DATA PROVIDED: Begin
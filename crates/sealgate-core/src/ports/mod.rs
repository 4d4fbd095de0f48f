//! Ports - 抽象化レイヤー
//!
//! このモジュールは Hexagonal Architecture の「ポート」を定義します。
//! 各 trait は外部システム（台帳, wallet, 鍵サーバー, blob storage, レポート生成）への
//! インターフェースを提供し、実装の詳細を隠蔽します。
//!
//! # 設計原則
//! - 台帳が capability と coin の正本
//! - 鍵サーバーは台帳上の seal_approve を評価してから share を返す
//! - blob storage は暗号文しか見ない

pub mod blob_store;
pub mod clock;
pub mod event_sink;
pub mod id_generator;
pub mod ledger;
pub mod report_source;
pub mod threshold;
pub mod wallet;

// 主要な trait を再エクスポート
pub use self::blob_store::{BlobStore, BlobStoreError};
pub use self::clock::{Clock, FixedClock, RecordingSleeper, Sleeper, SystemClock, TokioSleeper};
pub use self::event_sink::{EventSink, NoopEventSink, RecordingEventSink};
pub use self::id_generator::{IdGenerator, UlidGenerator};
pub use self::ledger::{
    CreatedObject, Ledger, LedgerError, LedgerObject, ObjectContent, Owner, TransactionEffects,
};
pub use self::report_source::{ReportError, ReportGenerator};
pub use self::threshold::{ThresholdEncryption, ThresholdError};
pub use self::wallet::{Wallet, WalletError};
DATA PROVIDED: End
TASK PROMPT: Copy, without any change, the lines from the one that contains "pub mod threshold;" to the final line of the entries above.

PROBLEM SOLUTION:
pub mod threshold;
pub mod wallet;

// 主要な trait を再エクスポート
pub use self::blob_store::{BlobStore, BlobStoreError};
pub use self::clock::{Clock, FixedClock, RecordingSleeper, Sleeper, SystemClock, TokioSleeper};
pub use self::event_sink::{EventSink, NoopEventSink, RecordingEventSink};
pub use self::id_generator::{IdGenerator, UlidGenerator};
pub use self::ledger::{
    CreatedObject, Ledger, LedgerError, LedgerObject, ObjectContent, Owner, TransactionEffects,
};
pub use self::report_source::{ReportError, ReportGenerator};
pub use self::threshold::{ThresholdEncryption, ThresholdError};
pub use self::wallet::{Wallet, WalletError};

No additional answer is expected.